The best advice I can offer you is to purchase an Accounting package. There is a lot under the hood of an Accounting application that is easily over looked and that isn't fully realized until you get in and start messing around with it. Stock level is one aspect that can be a bit daunting, but there are at least a dozen different ways to cost an Item. You may only see the need for one, but sooner or later you or someone else will find a need to cost an item differently and if this isn't planned for in the beginning, you will end up rewriting a lot of your code and queries. And costing is just one of the many gotchas. Serial tracking and Lot tracking can be a barrel of fun.

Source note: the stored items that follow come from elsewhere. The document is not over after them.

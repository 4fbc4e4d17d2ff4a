//! The transport contract (§6): `send` hands a frame off, `recv`
//! yields candidate frames one at a time. One `recv()` yield is one
//! candidate packet; the dispatcher never assembles multiple
//! transport reads into one packet itself.

use thiserror::Error;

#[derive(Error, Debug)]
pub enum TransportError {
    #[error("transport closed")]
    Closed,

    #[error("send to {addr} failed: {reason}")]
    SendFailed { addr: String, reason: String },
}

/// Implemented by whatever carries bytes between peers (a TCP/QUIC
/// socket set, an in-memory channel for tests). The engine owns one
/// `Arc<dyn Transport>` and never addresses a raw socket directly.
pub trait Transport: Send + Sync + 'static {
    fn send(&self, addr: &str, bytes: Vec<u8>) -> Result<(), TransportError>;
}

/// An in-memory transport wiring two or more engines together in a
/// test without a real socket, keyed by the address string each
/// engine registers under.
#[cfg(any(test, feature = "test-support"))]
pub mod memory {
    use std::collections::HashMap;
    use std::sync::Mutex;

    use tokio::sync::mpsc::UnboundedSender;

    use super::{Transport, TransportError};

    #[derive(Default)]
    pub struct MemoryTransport {
        peers: Mutex<HashMap<String, UnboundedSender<Vec<u8>>>>,
    }

    impl MemoryTransport {
        pub fn new() -> Self {
            Self::default()
        }

        pub fn register(&self, addr: &str, sender: UnboundedSender<Vec<u8>>) {
            self.peers.lock().expect("memory transport mutex poisoned").insert(addr.to_string(), sender);
        }
    }

    impl Transport for MemoryTransport {
        fn send(&self, addr: &str, bytes: Vec<u8>) -> Result<(), TransportError> {
            let peers = self.peers.lock().expect("memory transport mutex poisoned");
            let sender = peers.get(addr).ok_or_else(|| TransportError::SendFailed {
                addr: addr.to_string(),
                reason: "no peer registered at this address".to_string(),
            })?;
            sender.send(bytes).map_err(|_| TransportError::SendFailed {
                addr: addr.to_string(),
                reason: "peer channel closed".to_string(),
            })
        }
    }
}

But if you want to see what you can accomplish, I would recommend:
- Create an InventoryItem Table to store Inventory Item Definitions. Things like Item Number, Costing type, Tracking Type, Unit of Measure, Active.
- Create a WarehouseLocation Table with address information (or a lookup to an address record) Stocking type, like Stock or non-stock.
- Create a ItemWarehouse table to link Items to Warehouses and Quantities on Hand.
- Create an InventoryTransaction Table to store transactions like moving some of an Item from one warehouse to another. This is where things can get really messy because if you are doing any form of accounting of costs, activity in this table will directly relate to your Accounts Receivable and Accounts Payable, and they will need to match up.
If you are costing:
- Create a Customer/Vendors Table to link to an address and set credit limits.
- Create an Customer Orders Table to hold information about a customer order.
- Create a Customer Orders Lines table to hold Items that a customer is ordering
- Create a Purchase Order Table to buy Inventory
- Create Purchase Orders Lines Table to include Items to be purchased
Even if you aren't costing, you may need to address how you are shipping and receiving your inventory. Which would mean more tables.
If you are still at this... Then create a routine that Queries the InventoryTransaction table and updates the ItemWarehouse table with the current OnHandQuantity for an Item. Doing this could be considered going against
http://bytes.com/topic/access/insigh...ble-structures, but this would be one place where your database might not be considered fully normalized (depending who you are talking to) since the query to look through a decade of Inventory Transactions can take quite a while. Then as you add code to Ship or Receive Inventory (or internal moves of inventory from one warehouse to another), have it create an InventoryTransaction then call the routine that updates the OnHandQuantity so that when you query an ItemWarehouse, the quantity available will be accurate.
There is a lot to this, but that is the basics.